TECHNICAL FIELD AND INDUSTRIAL APPLICABILITY OF THE INVENTION

This invention relates to creating a true full spectrum light by utilizing eight Light Emitting Diodes (LEDs). Multiple sets of eight LEDs may be used for greater illumination. The resulting full spectrum light is measured as scientifically accurate.

BACKGROUND OF THE INVENTION

Light Emitting Diodes (LEDs) have been used for engineering and scientific purposes since 1962. During the 1990's wide-spread commercial and consumer use of LEDs began.

Commercial and consumer applications for LEDs can require the generation of a full spectrum of colors from one LED fixture.

The “white” LED does not produce a full spectrum of color. The wavelengths from 440 nanometers to 475 nanometers have an average relative intensity of 0.4. The range of light from 475 to 525 nanometers has an average relative intensity of 0.1. The wavelengths from 525 nanometers to 625 nanometers have an average relative intensity of 0.4. Therefore, the white LED has a deficiency in the wavelengths from 475 to 525 nanometers.

The range is filled by using a cyan LED at the ratio of seven white LEDs to one cyan LED. The cyan LED emits light at 505 nanometers. The cyan LED fills the visible spectrum to produce true full spectrum light. The mixture of LEDs can be accomplished in many ways. The simplest way is to have an array of seven white LEDs and one cyan LED. Multiple arrays of LEDs can be used when a greater amount of light is required. Brighter LEDs can be used when a greater amount of light is required. Dimmer LEDs can be used when a lesser amount of light is required. The colors are blended with a lens to produce a true full spectrum of visible light.

SPECIFICATION OF THE INVENTION

Description

This invention consists of a circuit that performs the function of illuminating one or more sets of eight LEDs to produce a true full spectrum of visible light. The spectrum can be measured in nanometers.

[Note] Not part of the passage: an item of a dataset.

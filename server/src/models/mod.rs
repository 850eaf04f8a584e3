pub mod keys;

Parts and Functionality (see Figure A):

• • a. Power to the switch circuit is direct current.
  • b. Power is distributed evenly to all eight LEDs, when the switch is closed.
  • c. The LEDs are arranged in a grid, with the center LED being cyan.
  • d. Eight LEDs from each set of eight LEDs light up. The light is blended using a lens. The resultant blended light is a complete visible spectrum.
  • e. The eight required LEDs are as follows:
    • One cyan, 505 nanometers,
    • Seven white.

Best way to practice the invention: build a circuit comprising a DC power supply, switch, wires, light housing, white LEDs and cyan LEDs of approximately the same wattage.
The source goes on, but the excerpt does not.